(Extracted records)
╔══

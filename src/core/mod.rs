// src/core/mod.rs
pub mod api_client;

pub use api_client::ApiClient;
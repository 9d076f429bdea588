use once_cell::sync::Lazy;
use regex::Regex;
use scraper::{ElementRef, Html, Selector};
use std::time::Duration;
use url::Url;

use crate::adapters::{map_size_state, Candidate, SelectorChain, SiteAdapter};
use crate::browser::PageHandle;
use crate::models::{ExtractedProduct, Site, SizeAvailability, UNKNOWN_NAME};
use crate::utils::error::Result;
use crate::utils::text::{parse_discount_percent, parse_price};

/// Pull&Bear product paths end in an `l`-prefixed numeric article id:
/// `/pt/camisola-basica-l09876543`.
static PRODUCT_PATH: Lazy<Regex> = Lazy::new(|| Regex::new(r"-l(\d{7,})(\.html)?$").unwrap());

const NAME_CHAIN: SelectorChain = SelectorChain::new(
    "name",
    &[
        Candidate::text("h1.product-detail-name"),
        Candidate::text(r#"[data-qa-id="product-name"]"#),
        Candidate::attr(r#"meta[property="og:title"]"#, "content"),
    ],
);

const CURRENT_PRICE_CHAIN: SelectorChain = SelectorChain::new(
    "current_price",
    &[
        Candidate::text(r#"[data-qa-id="product-price-sale"]"#),
        Candidate::text(".product-price .sale"),
        Candidate::text(".product-price"),
    ],
);

const REFERENCE_PRICE_CHAIN: SelectorChain = SelectorChain::new(
    "reference_price",
    &[
        Candidate::text(r#"[data-qa-id="product-price-original"]"#),
        Candidate::text(".product-price .crossed"),
    ],
);

const DISCOUNT_CHAIN: SelectorChain = SelectorChain::new(
    "discount",
    &[
        Candidate::text(r#"[data-qa-id="product-price-discount"]"#),
        Candidate::text(".product-price .discount"),
    ],
);

const IMAGE_CHAIN: SelectorChain = SelectorChain::new(
    "image",
    &[
        Candidate::attr(r#"meta[property="og:image"]"#, "content"),
        Candidate::attr(".product-image img", "src"),
    ],
);

const SIZE_ROW_SELECTORS: [&str; 2] = [
    r#"button[data-qa-id="size-selector-option"]"#,
    "ul.size-list button.size-button",
];

pub struct PullAndBearAdapter;

impl SiteAdapter for PullAndBearAdapter {
    fn site(&self) -> Site {
        Site::PullAndBear
    }

    fn validate_url(&self, url: &str) -> bool {
        match Url::parse(url) {
            Ok(parsed) => PRODUCT_PATH.is_match(parsed.path()),
            Err(_) => false,
        }
    }

    /// Size buttons hydrate behind a length-selector accordion.
    fn prepare_page(&self, page: &PageHandle) -> Result<()> {
        page.evaluate(
            r#"
            (() => {
                const opener = document.querySelector('.size-selector-opener, [data-qa-id="open-size-selector"]');
                if (opener) { opener.click(); return true; }
                return false;
            })();
            "#,
        )?;
        page.wait_for("ul.size-list", Duration::from_secs(3))?;
        Ok(())
    }

    fn extract(&self, html: &str, _url: &str) -> ExtractedProduct {
        let document = Html::parse_document(html);

        ExtractedProduct {
            name: NAME_CHAIN
                .first_match(&document)
                .unwrap_or_else(|| UNKNOWN_NAME.to_string()),
            current_price: CURRENT_PRICE_CHAIN
                .first_match(&document)
                .as_deref()
                .and_then(parse_price),
            reference_price: REFERENCE_PRICE_CHAIN
                .first_match(&document)
                .as_deref()
                .and_then(parse_price),
            discount_percent: DISCOUNT_CHAIN
                .first_match(&document)
                .as_deref()
                .and_then(parse_discount_percent),
            sizes: extract_sizes(&document),
            image_url: IMAGE_CHAIN.first_match(&document),
        }
    }
}

fn extract_sizes(document: &Html) -> Vec<SizeAvailability> {
    for row_selector in SIZE_ROW_SELECTORS {
        let Ok(selector) = Selector::parse(row_selector) else {
            continue;
        };
        let rows: Vec<ElementRef<'_>> = document.select(&selector).collect();
        if rows.is_empty() {
            continue;
        }
        return rows.iter().filter_map(|row| extract_size_row(row)).collect();
    }
    Vec::new()
}

fn extract_size_row(row: &ElementRef<'_>) -> Option<SizeAvailability> {
    let label = row.text().collect::<Vec<_>>().join(" ").trim().to_string();
    if label.is_empty() {
        return None;
    }

    let action_tag = row.value().attr("data-qa-action").map(str::to_string);
    let disabled = row.value().attr("disabled").is_some()
        || row
            .value()
            .attr("class")
            .is_some_and(|c| c.contains("disabled"));

    let mut size = map_size_state(action_tag.as_deref(), disabled);
    size.label = label;
    Some(size)
}

#[cfg(test)]
mod tests {
    use super::*;
    use rust_decimal::Decimal;
    use std::str::FromStr;

    fn dec(s: &str) -> Decimal {
        Decimal::from_str(s).unwrap()
    }

    #[test]
    fn test_validate_url() {
        let adapter = PullAndBearAdapter;
        assert!(adapter.validate_url("https://www.pullandbear.com/pt/camisola-basica-l09876543"));
        assert!(adapter.validate_url("https://www.pullandbear.com/pt/jeans-l01234567.html"));
        assert!(!adapter.validate_url("https://www.pullandbear.com/pt/homem-n6491"));
        assert!(!adapter.validate_url(""));
    }

    #[test]
    fn test_extract_fixture() {
        let html = r#"
          <h1 class="product-detail-name">Camisola básica</h1>
          <div class="product-price">
            <span data-qa-id="product-price-original">17,99 €</span>
            <span data-qa-id="product-price-sale">12,99 €</span>
          </div>
          <ul class="size-list">
            <button class="size-button" data-qa-id="size-selector-option" data-qa-action="add-to-cart">S</button>
            <button class="size-button" data-qa-id="size-selector-option" data-qa-action="size-low-on-stock">M</button>
            <button class="size-button disabled" data-qa-id="size-selector-option" data-qa-action="notify-me" disabled>L</button>
          </ul>
        "#;
        let extracted = PullAndBearAdapter.extract(html, "u");

        assert_eq!(extracted.name, "Camisola básica");
        assert_eq!(extracted.current_price, Some(dec("12.99")));
        assert_eq!(extracted.reference_price, Some(dec("17.99")));
        assert_eq!(extracted.sizes.len(), 3);
        assert!(extracted.sizes[0].available);
        assert!(extracted.sizes[1].low_stock);
        assert!(!extracted.sizes[2].available);
    }

    #[test]
    fn test_extract_missing_name_yields_sentinel() {
        let extracted = PullAndBearAdapter.extract("<span>nada aqui</span>", "u");
        assert_eq!(extracted.name, UNKNOWN_NAME);
        assert!(extracted.current_price.is_none());
    }
}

╚══

TASK PROMPT:
An exact copy of the data, with every line intact, is the required answer.

PROBLEM SOLUTION:
filename src/core/mod.rs
// src/core/mod.rs
pub mod api_client;

pub use api_client::ApiClient;
repository 9d076f429bdea588
use once_cell::sync::Lazy;
use regex::Regex;
use scraper::{ElementRef, Html, Selector};
use std::time::Duration;
use url::Url;

use crate::adapters::{map_size_state, Candidate, SelectorChain, SiteAdapter};
use crate::browser::PageHandle;
use crate::models::{ExtractedProduct, Site, SizeAvailability, UNKNOWN_NAME};
use crate::utils::error::Result;
use crate::utils::text::{parse_discount_percent, parse_price};

/// Pull&Bear product paths end in an `l`-prefixed numeric article id:
/// `/pt/camisola-basica-l09876543`.
static PRODUCT_PATH: Lazy<Regex> = Lazy::new(|| Regex::new(r"-l(\d{7,})(\.html)?$").unwrap());

const NAME_CHAIN: SelectorChain = SelectorChain::new(
    "name",
    &[
        Candidate::text("h1.product-detail-name"),
        Candidate::text(r#"[data-qa-id="product-name"]"#),
        Candidate::attr(r#"meta[property="og:title"]"#, "content"),
    ],
);

const CURRENT_PRICE_CHAIN: SelectorChain = SelectorChain::new(
    "current_price",
    &[
        Candidate::text(r#"[data-qa-id="product-price-sale"]"#),
        Candidate::text(".product-price .sale"),
        Candidate::text(".product-price"),
    ],
);

const REFERENCE_PRICE_CHAIN: SelectorChain = SelectorChain::new(
    "reference_price",
    &[
        Candidate::text(r#"[data-qa-id="product-price-original"]"#),
        Candidate::text(".product-price .crossed"),
    ],
);

const DISCOUNT_CHAIN: SelectorChain = SelectorChain::new(
    "discount",
    &[
        Candidate::text(r#"[data-qa-id="product-price-discount"]"#),
        Candidate::text(".product-price .discount"),
    ],
);

const IMAGE_CHAIN: SelectorChain = SelectorChain::new(
    "image",
    &[
        Candidate::attr(r#"meta[property="og:image"]"#, "content"),
        Candidate::attr(".product-image img", "src"),
    ],
);

const SIZE_ROW_SELECTORS: [&str; 2] = [
    r#"button[data-qa-id="size-selector-option"]"#,
    "ul.size-list button.size-button",
];

pub struct PullAndBearAdapter;

impl SiteAdapter for PullAndBearAdapter {
    fn site(&self) -> Site {
        Site::PullAndBear
    }

    fn validate_url(&self, url: &str) -> bool {
        match Url::parse(url) {
            Ok(parsed) => PRODUCT_PATH.is_match(parsed.path()),
            Err(_) => false,
        }
    }

    /// Size buttons hydrate behind a length-selector accordion.
    fn prepare_page(&self, page: &PageHandle) -> Result<()> {
        page.evaluate(
            r#"
            (() => {
                const opener = document.querySelector('.size-selector-opener, [data-qa-id="open-size-selector"]');
                if (opener) { opener.click(); return true; }
                return false;
            })();
            "#,
        )?;
        page.wait_for("ul.size-list", Duration::from_secs(3))?;
        Ok(())
    }

    fn extract(&self, html: &str, _url: &str) -> ExtractedProduct {
        let document = Html::parse_document(html);

        ExtractedProduct {
            name: NAME_CHAIN
                .first_match(&document)
                .unwrap_or_else(|| UNKNOWN_NAME.to_string()),
            current_price: CURRENT_PRICE_CHAIN
                .first_match(&document)
                .as_deref()
                .and_then(parse_price),
            reference_price: REFERENCE_PRICE_CHAIN
                .first_match(&document)
                .as_deref()
                .and_then(parse_price),
            discount_percent: DISCOUNT_CHAIN
                .first_match(&document)
                .as_deref()
                .and_then(parse_discount_percent),
            sizes: extract_sizes(&document),
            image_url: IMAGE_CHAIN.first_match(&document),
        }
    }
}

fn extract_sizes(document: &Html) -> Vec<SizeAvailability> {
    for row_selector in SIZE_ROW_SELECTORS {
        let Ok(selector) = Selector::parse(row_selector) else {
            continue;
        };
        let rows: Vec<ElementRef<'_>> = document.select(&selector).collect();
        if rows.is_empty() {
            continue;
        }
        return rows.iter().filter_map(|row| extract_size_row(row)).collect();
    }
    Vec::new()
}

fn extract_size_row(row: &ElementRef<'_>) -> Option<SizeAvailability> {
    let label = row.text().collect::<Vec<_>>().join(" ").trim().to_string();
    if label.is_empty() {
        return None;
    }

    let action_tag = row.value().attr("data-qa-action").map(str::to_string);
    let disabled = row.value().attr("disabled").is_some()
        || row
            .value()
            .attr("class")
            .is_some_and(|c| c.contains("disabled"));

    let mut size = map_size_state(action_tag.as_deref(), disabled);
    size.label = label;
    Some(size)
}

#[cfg(test)]
mod tests {
    use super::*;
    use rust_decimal::Decimal;
    use std::str::FromStr;

    fn dec(s: &str) -> Decimal {
        Decimal::from_str(s).unwrap()
    }

    #[test]
    fn test_validate_url() {
        let adapter = PullAndBearAdapter;
        assert!(adapter.validate_url("https://www.pullandbear.com/pt/camisola-basica-l09876543"));
        assert!(adapter.validate_url("https://www.pullandbear.com/pt/jeans-l01234567.html"));
        assert!(!adapter.validate_url("https://www.pullandbear.com/pt/homem-n6491"));
        assert!(!adapter.validate_url(""));
    }

    #[test]
    fn test_extract_fixture() {
        let html = r#"
          <h1 class="product-detail-name">Camisola básica</h1>
          <div class="product-price">
            <span data-qa-id="product-price-original">17,99 €</span>
            <span data-qa-id="product-price-sale">12,99 €</span>
          </div>
          <ul class="size-list">
            <button class="size-button" data-qa-id="size-selector-option" data-qa-action="add-to-cart">S</button>
            <button class="size-button" data-qa-id="size-selector-option" data-qa-action="size-low-on-stock">M</button>
            <button class="size-button disabled" data-qa-id="size-selector-option" data-qa-action="notify-me" disabled>L</button>
          </ul>
        "#;
        let extracted = PullAndBearAdapter.extract(html, "u");

        assert_eq!(extracted.name, "Camisola básica");
        assert_eq!(extracted.current_price, Some(dec("12.99")));
        assert_eq!(extracted.reference_price, Some(dec("17.99")));
        assert_eq!(extracted.sizes.len(), 3);
        assert!(extracted.sizes[0].available);
        assert!(extracted.sizes[1].low_stock);
        assert!(!extracted.sizes[2].available);
    }

    #[test]
    fn test_extract_missing_name_yields_sentinel() {
        let extracted = PullAndBearAdapter.extract("<span>nada aqui</span>", "u");
        assert_eq!(extracted.name, UNKNOWN_NAME);
        assert!(extracted.current_price.is_none());
    }
}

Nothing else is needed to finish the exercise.